▶ _EXERCISE MATERIALS_
------------------------

async fn seed_app_permissions(
    reg: &Registry,
    user: &UserContext,
    app_id: &ApplicationId,
) -> Result<()> {
    let boot = app_id.as_bootstrap();

    // sys.usergroups: (user, role) → boolean. The seeder is ADMIN and USER;
    // the default user row makes everyone a USER.
    let mut groups = Cube::new(SYS_USERGROUPS, boot.clone())?;
    groups.add_axis(AXIS_USER, AxisType::Discrete, AxisValueType::String, ColumnOrder::Display, true)?;
    groups.add_axis(AXIS_ROLE, AxisType::Discrete, AxisValueType::String, ColumnOrder::Display, false)?;
    let seeder = groups.add_column(AXIS_USER, Some(ColumnValue::Scalar(Scalar::Str(user.user_id.clone()))))?;
    let admin = groups.add_column(AXIS_ROLE, Some(ColumnValue::Scalar(Scalar::Str(ROLE_ADMIN.into()))))?;
    let user_role = groups.add_column(AXIS_ROLE, Some(ColumnValue::Scalar(Scalar::Str(ROLE_USER.into()))))?;
    let default_user = groups.axis(AXIS_USER).and_then(|a| a.default_column()).map(|c| c.id)
        .ok_or_else(|| CubeError::illegal_state("usergroups user axis lost its default column"))?;
    groups.set_cell_by_ids(&[seeder, admin], CellValue::Json(serde_json::json!(true)))?;
    groups.set_cell_by_ids(&[seeder, user_role], CellValue::Json(serde_json::json!(true)))?;
    groups.set_cell_by_ids(&[default_user, user_role], CellValue::Json(serde_json::json!(true)))?;

    // sys.permissions: (resource, role, action) → boolean. sys.* rows keep
    // system cubes admin-writable; the default row covers everything else.
    let mut perms = Cube::new(SYS_PERMISSIONS, boot.clone())?;
    perms.add_axis(AXIS_RESOURCE, AxisType::Discrete, AxisValueType::String, ColumnOrder::Display, true)?;
    perms.add_axis(AXIS_ROLE, AxisType::Discrete, AxisValueType::String, ColumnOrder::Display, false)?;
    perms.add_axis(AXIS_ACTION, AxisType::Discrete, AxisValueType::String, ColumnOrder::Display, false)?;
    let sys_row = perms.add_column(AXIS_RESOURCE, Some(ColumnValue::Scalar(Scalar::Str("sys.*".into()))))?;
    let any_row = perms.axis(AXIS_RESOURCE).and_then(|a| a.default_column()).map(|c| c.id)
        .ok_or_else(|| CubeError::illegal_state("permissions resource axis lost its default column"))?;
    let admin_col = perms.add_column(AXIS_ROLE, Some(ColumnValue::Scalar(Scalar::Str(ROLE_ADMIN.into()))))?;
    let user_col = perms.add_column(AXIS_ROLE, Some(ColumnValue::Scalar(Scalar::Str(ROLE_USER.into()))))?;
    let mut action_cols = HashMap::new();
    for action in [Action::Read, Action::Update, Action::Release, Action::Commit] {
        let id = perms.add_column(AXIS_ACTION, Some(ColumnValue::Scalar(Scalar::Str(action.to_string()))))?;
        action_cols.insert(action.to_string(), id);
    }
    for row in [sys_row, any_row] {
        for id in action_cols.values() {
            perms.set_cell_by_ids(&[row, admin_col, *id], CellValue::Json(serde_json::json!(true)))?;
        }
    }
    perms.set_cell_by_ids(
        &[sys_row, user_col, action_cols["read"]],
        CellValue::Json(serde_json::json!(true)),
    )?;
    for action in ["read", "update", "commit"] {
        perms.set_cell_by_ids(
            &[any_row, user_col, action_cols[action]],
            CellValue::Json(serde_json::json!(true)),
        )?;
    }

    // sys.branch.permissions overlay for this branch: only the seeder may
    // mutate until others are granted.
    let overlay_app = boot.with_branch(&app_id.branch);
    let mut overlay = Cube::new(SYS_BRANCH_PERMISSIONS, overlay_app.clone())?;
    overlay.add_axis(AXIS_RESOURCE, AxisType::Discrete, AxisValueType::String, ColumnOrder::Display, true)?;
    overlay.add_axis(AXIS_USER, AxisType::Discrete, AxisValueType::String, ColumnOrder::Display, false)?;
    let any_resource = overlay.axis(AXIS_RESOURCE).and_then(|a| a.default_column()).map(|c| c.id)
        .ok_or_else(|| CubeError::illegal_state("branch permissions resource axis lost its default column"))?;
    let seeder_col = overlay.add_column(AXIS_USER, Some(ColumnValue::Scalar(Scalar::Str(user.user_id.clone()))))?;
    overlay.set_cell_by_ids(&[any_resource, seeder_col], CellValue::Json(serde_json::json!(true)))?;

    // sys.lock: single-cell cube carrying the lock holder.
    let mut lock = Cube::new(SYS_LOCK, boot.clone())?;
    lock.add_axis(AXIS_SYSTEM, AxisType::Discrete, AxisValueType::String, ColumnOrder::Display, true)?;

    let persister = reg.persister();
    persister.update_cube(&boot, &groups, &user.user_id).await?;
    persister.update_cube(&boot, &perms, &user.user_id).await?;
    persister.update_cube(&overlay_app, &overlay, &user.user_id).await?;
    persister.update_cube(&boot, &lock, &user.user_id).await?;
    reg.clear_cache(Some(&boot)).await;
    reg.clear_cache(Some(&overlay_app)).await;
    reg.perm_cache.clear().await;
    log::info!("seeded permission cubes for {} (admin: {})", app_id, user.user_id);
    Ok(())
}

/// Current lock holder of the app, if any.
pub async fn lock_holder(reg: &Registry, app_id: &ApplicationId) -> Result<Option<String>> {
    let boot = app_id.as_bootstrap();
    let Some(lock) = reg.get_cube(&boot, SYS_LOCK).await? else {
        return Ok(None);
    };
    let mut out = crate::logic::evaluate::Output::new();
    let value = lock.get_cell(
        &crate::logic::evaluate::Coordinate::new(),
        &mut out,
        reg.evaluator(),
    )?;
    Ok(value.and_then(|v| v.as_str().map(|s| s.to_string())).filter(|s| !s.is_empty()))
}

/// Write the caller's id into `sys.lock` iff empty. Returns `false` when the
/// caller already holds it; raises `Security` when someone else does.
pub async fn lock_app(reg: &Registry, user: &UserContext, app_id: &ApplicationId) -> Result<bool> {
    match lock_holder(reg, app_id).await? {
        Some(holder) if holder == user.user_id => Ok(false),
        Some(holder) => Err(CubeError::security(format!(
            "application {} is locked by '{}'",
            app_id, holder
        ))),
        None => {
            write_lock_cell(reg, user, app_id, Some(&user.user_id)).await?;
            Ok(true)
        }
    }
}

/// Release the lock; refuses unless the caller is the holder.
pub async fn unlock_app(reg: &Registry, user: &UserContext, app_id: &ApplicationId) -> Result<()> {
    match lock_holder(reg, app_id).await? {
        None => Ok(()),
        Some(holder) if holder == user.user_id => {
            write_lock_cell(reg, user, app_id, None).await
        }
        Some(holder) => Err(CubeError::security(format!(
            "application {} is locked by '{}', not '{}'",
            app_id, holder, user.user_id
        ))),
    }
}

/// Passes when the lock is free or held by the caller.
pub async fn assert_not_lock_blocked(
    reg: &Registry,
    user: &UserContext,
    app_id: &ApplicationId,
) -> Result<()> {
    match lock_holder(reg, app_id).await? {
        None => Ok(()),
        Some(holder) if holder == user.user_id => Ok(()),
        Some(holder) => Err(CubeError::security(format!(
            "application {} is locked by '{}'",
            app_id, holder
        ))),
    }
}

/// Passes only when the caller holds the lock.
pub async fn assert_locked_by_me(
    reg: &Registry,
    user: &UserContext,
    app_id: &ApplicationId,
) -> Result<()> {
    match lock_holder(reg, app_id).await? {
        Some(holder) if holder == user.user_id => Ok(()),
        Some(holder) => Err(CubeError::security(format!(
            "application {} is locked by '{}', not '{}'",
            app_id, holder, user.user_id
        ))),
        None => Err(CubeError::security(format!(
            "application {} is not locked",
            app_id
        ))),
    }
}

async fn write_lock_cell(
    reg: &Registry,
    user: &UserContext,
    app_id: &ApplicationId,
    holder: Option<&str>,
) -> Result<()> {
    let boot = app_id.as_bootstrap();
    let mut lock = match reg.get_cube(&boot, SYS_LOCK).await? {
        Some(cube) => (*cube).clone(),
        None => {
            let mut cube = Cube::new(SYS_LOCK, boot.clone())?;
            cube.add_axis(
                AXIS_SYSTEM,
                AxisType::Discrete,
                AxisValueType::String,
                ColumnOrder::Display,
                true,
            )?;
            cube
        }
    };
    let coord = crate::logic::evaluate::Coordinate::new();
    match holder {
        Some(id) => lock.set_cell(&coord, CellValue::Json(serde_json::json!(id)))?,
        None => {
            lock.remove_cell(&coord)?;
        }
    }
    reg.persister().update_cube(&boot, &lock, &user.user_id).await?;
    reg.clear_cache(Some(&boot)).await;
    Ok(())
}
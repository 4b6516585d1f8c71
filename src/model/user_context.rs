use serde::{Deserialize, Serialize};

/// Caller identity bound to a single request for permission checks and the
/// audit trail. Never stored globally.
#[derive(Debug, Clone, PartialEq, Serialize, Deserialize)]
pub struct UserContext {
    pub user_id: String,
    pub user_email: Option<String>,
    pub user_name: Option<String>,
}

impl UserContext {
    /// Create a new UserContext with just a user ID
    pub fn new(user_id: impl Into<String>) -> Self {
        Self {
            user_id: user_id.into(),
            user_email: None,
            user_name: None,
        }
    }

    /// Create a UserContext with full user information
    pub fn with_details(user_id: String, email: Option<String>, name: Option<String>) -> Self {
        Self {
            user_id,
            user_email: email,
            user_name: name,
        }
    }

    /// System user for internal operations (bootstrap seeding, migrations).
    pub fn system() -> Self {
        Self {
            user_id: "system".to_string(),
            user_email: None,
            user_name: Some("System".to_string()),
        }
    }

    /// Fallback identity when a request carries no user header: the `user`
    /// entry of the process params blob, else a development default.
    pub fn default_user() -> Self {
        Self::new(crate::config::system_params().default_user.clone())
    }
}

impl Default for UserContext {
    fn default() -> Self {
        Self::default_user()
    }
}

------------------------

Check each line above for the string "when" and copy every line that has it.

▶ _RESULT_
/// Write the caller's id into `sys.lock` iff empty. Returns `false` when the
/// caller already holds it; raises `Security` when someone else does.
/// Passes when the lock is free or held by the caller.
/// Passes only when the caller holds the lock.
    /// Fallback identity when a request carries no user header: the `user`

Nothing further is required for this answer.